# Lethargic, Abdominal Swelling w/out pineconing



## Divisible by Waffle (Oct 1, 2009)

Hey all. My betta is looking a little green around the gills these days. He's been showing signs of swim bladder disorder (floating near the top of the tank) as well as abdominal swelling for about a week and a half now. I've reduced the feedings to two Hikari pellets per day, but it doesn't seem to be helping. I just attempted to feed him, but he showed no interest in the food until I indicated it with my hand (I've trained him to follow my hand to where food is, but he doesn't usually need help to find it). He ate fine this morning. He's showing large bursts of activity followed by periods of lethargy. He was bashing the walls of his tank, as well as the gravel. The swelling on his abdomen is just below his pectoral fins, and there's another area of swelling about 3mm rostral from his caudal fin. He does not show the "pinecone" scaling associated with dropsy, these are just minor swellings without any raised scales. When he swims, he tends to float towards his left side (where the swelling on his side is).

I do not have a water testing kit. He is in a 2 gallon hex with a Tetra Whisper 3i filter. There are also four Blue Bell plants, which also help to keep the water clean. I just medicated his water with a "Betta Revive Health Aid" that consists of the following:

Water, neomycin sulfate (<10%), methylene blue (<0.5%), proprietary polymer mixture, buffers, EDTA, malachite green chloride (<0.01%), cyanocobalamin, and electrolytes.

It's supposed to prevent and control bacterial, protozoan, and fungal things, so it should help to treat any of those. I'm turning the filter off overnight so the medicine can circulate and take effect. What else should I be doing to help the little guy recover? Any idea what the swelling might be caused by?
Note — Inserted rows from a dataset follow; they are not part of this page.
impl<V: VmSession, R: ScreenReader, P: Pacer> Driver<V, R, P> {
    pub fn new(session: V, reader: R, pacer: P, config: RunConfig) -> Self {
        Self {
            session,
            reader,
            pacer,
            config,
            keyboard: Keyboard::us(),
        }
    }

    pub fn config(&self) -> &RunConfig {
        &self.config
    }

    #[cfg(test)]
    pub fn session(&self) -> &V {
        &self.session
    }

    #[cfg(test)]
    pub fn reader(&self) -> &R {
        &self.reader
    }

    #[cfg(test)]
    pub fn pacer(&self) -> &P {
        &self.pacer
    }

    /// Captures and recognizes the current screen.
    pub fn read_frame(&mut self) -> Result<Frame> {
        let frame = self.reader.read_frame(&mut self.session)?;
        if self.config.echo_frames {
            for line in frame.lines() {
                crate::log(&format!("| {}", line));
            }
        }
        Ok(frame)
    }

    pub fn select_profile(&mut self, name: &str) -> Result<()> {
        self.reader.select_profile(name)
    }

    pub fn sleep(&mut self, duration: Duration) {
        self.pacer.sleep(duration);
    }

    fn check_poll_bound(&self, polls: u32, expected: impl FnOnce() -> String) -> Result<()> {
        match self.config.timing.max_polls {
            Some(max) if polls >= max => Err(PilotError::Desynchronized {
                expected: expected(),
                polls,
            }),
            _ => Ok(()),
        }
    }

    /// Polls until one of `targets` is on screen and returns it.
    ///
    /// Lines are scanned top to bottom; within a line the earlier target wins.
    pub fn wait_for_text<'t>(&mut self, targets: &[&'t str], options: WaitOptions) -> Result<&'t str> {
        let interval = options.interval.unwrap_or(self.config.timing.poll_interval());
        let mut polls = 0;

        loop {
            let frame = match self.read_frame() {
                Ok(frame) => frame,
                Err(e) if options.tolerate_transient && e.is_transient() => {
                    crate::log(&format!("Warning: {}; retrying", e));
                    self.pacer.sleep(self.config.timing.transient_retry());
                    continue;
                }
                Err(e) => return Err(e),
            };
            polls += 1;

            if let Some(found) = frame.find_first(targets) {
                crate::log(&format!("Found {:?}", found));
                return Ok(found);
            }

            self.check_poll_bound(polls, || format!("{:?}", targets))?;
            crate::log(&format!("Waiting for {:?}", targets));
            self.pacer.sleep(interval);
        }
    }

    /// Moves the menu cursor onto `item` with the toggle key, then accepts it.
    pub fn select_menu_item(&mut self, item: &MenuItem<'_>) -> Result<()> {
        let text = item.text();
        let cursor = item.cursor.unwrap_or(self.config.menu.cursor);
        let mut previous: Option<Frame> = None;
        let mut toggled = false;
        let mut polls = 0;

        loop {
            let frame = self.read_frame()?;
            polls += 1;
            let unchanged = previous.as_ref() == Some(&frame);
            let line = frame.lines().iter().find(|line| line.contains(&text));

            match line {
                Some(_) if unchanged && toggled => {
                    // Screen has not caught up with the last toggle
                    crate::log("Menu not refreshed yet, retrying");
                    self.pacer.sleep(self.config.timing.menu_poll());
                }
                Some(line) if is_selected(line, &text, cursor, item.cursor_column) => {
                    crate::log(&format!("Selecting {:?}", item.label));
                    self.press_key(self.config.menu.accept_key, 1)?;
                    return Ok(());
                }
                Some(_) => {
                    self.press_key(self.config.menu.toggle_key, 1)?;
                    toggled = true;
                }
                None => {
                    toggled = false;
                    crate::log(&format!("Waiting for menu item {:?}", text));
                    let pause = if unchanged {
                        self.config.timing.stall_poll()
                    } else {
                        self.config.timing.menu_poll()
                    };
                    self.pacer.sleep(pause);
                }
            }

            self.check_poll_bound(polls, || format!("menu item {:?}", text))?;
            previous = Some(frame);
        }
    }

    /// Waits for `prompt`, inserts `medium` into the media slot and presses the accept key.
    pub fn swap_media_on_prompt(&mut self, prompt: &str, medium: &Path, interval: Option<Duration>) -> Result<()> {
        if !medium.is_file() {
            return Err(PilotError::config(format!(
                "medium {} not found",
                medium.display()
            )));
        }
        let options = WaitOptions {
            interval,
            tolerate_transient: false,
        };
        self.wait_for_text(&[prompt], options)?;
        self.attach_media(medium)?;
        self.press_key(self.config.menu.accept_key, 1)
    }

    /// Types `text` as one batch of scan codes.
    pub fn type_text(&mut self, text: &str) -> Result<()> {
        let codes = self.keyboard.encode(text)?;
        if codes.is_empty() {
            return Ok(());
        }
        self.session.inject_scan_codes(&codes)?;
        self.pacer.sleep(self.config.timing.key_delay());
        Ok(())
    }

    /// Presses and releases `key` `repeat` times.
    pub fn press_key(&mut self, key: ScanCode, repeat: u32) -> Result<()> {
        for _ in 0..repeat {
            self.session.inject_scan_codes(&key.stroke())?;
            self.pacer.sleep(self.config.timing.key_delay());
        }
        Ok(())
    }

    pub fn attach_media(&mut self, medium: &Path) -> Result<()> {
        crate::log(&format!(
            "Inserting {} into {}",
            medium.display(),
            self.config.media_slot
        ));
        self.session.attach_media(&self.config.media_slot, medium)
    }

    pub fn detach_media(&mut self) -> Result<()> {
        crate::log(&format!("Ejecting {}", self.config.media_slot));
        self.session.detach_media(&self.config.media_slot)
    }

    pub fn expect_state(&mut self, expected: &VmState) -> Result<()> {
        let actual = self.session.state()?;
        if actual != *expected {
            return Err(PilotError::config(format!(
                "VM is {} but must be {}",
                actual, expected
            )));
        }
        Ok(())
    }

    pub fn start(&mut self) -> Result<()> {
        crate::log("Starting VM");
        self.session.start()
    }

    pub fn reset(&mut self) -> Result<()> {
        crate::log("Resetting VM");
        self.session.reset()
    }
}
While I was typing this out, he started becoming a bit more active, but he's still having difficulty swimming. He's started following my hand again since I treated the water, and he's doing little circles in his tank, which is completely normal behavior for him. He's gone behind the filter for now (that's where he usually sleeps at night) but I'm still worried about the little guy.


----------



## Oldfishlady (Mar 1, 2010)

How much and how often on the water changes and when was the last one, any other additives used like dechlorinater or salt.
Also you need to either leave the filter on or off, by turning the filter off at night the NB can die and when you turn it back on you may flood the tank with ammonia.


----------



## Divisible by Waffle (Oct 1, 2009)

I do weekly water changes, about 40% with the gravel vac. The last one was a few days ago. Should I pull 'er out and give the water another cleaning?

I treat my water with the prescribed amount of dechlorinator (I use TetraAqua BettaSafe) and I usually put a tiny splash of StressZyme in as well to help keep up the population of bacteria.

I'm not sure how turning the filter off can cause the bacteria to die. My fish is still excreting ammonia. Wouldn't diffusion allow for the ammonia to still reach the filter and nourish the bacteria enough until morning?


----------



## Oldfishlady (Mar 1, 2010)

The bacteria in the filter media need lots of oxygen to thrive and once the oxygen source is turned off the NB will start to die inside the filter.
Yes, I would increase your water changes to 50% daily for 5 days and only vacuum once and then twice weekly 50% with one vacuum a week thereafter to help keep the water healthy, I would also hold all food for the 5 days of daily water changes and then cut the amount you feed in half, you can also fed a shelled pea piece once a week too as a preventive.
How old is your Betta


----------



## Divisible by Waffle (Oct 1, 2009)

All right, I'll have to learn how to sleep with the filter on. It's a noisy little thing. Also, should I keep medicating the water with my water changes?


----------



## Oldfishlady (Mar 1, 2010)

In a 2g tank with one Betta...I would remove the filter and not even use it...but that is me.....I don't use filtration in most of my tanks anyway but I do have lots and lots of active growing plants that do the filtration for me, but even in my smaller 1-2g betta/shrimp/snail tanks I never used filters...... but I also did twice weekly 50% water changes....regardless of filtration the water changes are still needed especially in the smaller tanks.
At this point if the betta is having trouble swimming I would turn the filter off until the betta gets better and even lower the water level so it doesn't have to struggle to get to air.
When or if you turn the filter back on make sure to give it a good cleaning......
I would just do water changes daily and hold food as I posted earlier and not even use the medication, if no improvement is noted in 4-5 days of daily water changes you can do the epsom salt 1tsp/gal along with daily water changes, but I would just try the water changes first sometimes that is all that is needed IMO/E.


----------



## Divisible by Waffle (Oct 1, 2009)

I'm already noticing huge improvements, only six hours after the 50% water change. The swelling just below the pectoral fins has gone down as to be nonexistent, and though the side swelling is still present, it isn't as abnormal as it was before. His behavior has returned completely to normal. He's swimming all about, stretching his fins, and weaving through the plants.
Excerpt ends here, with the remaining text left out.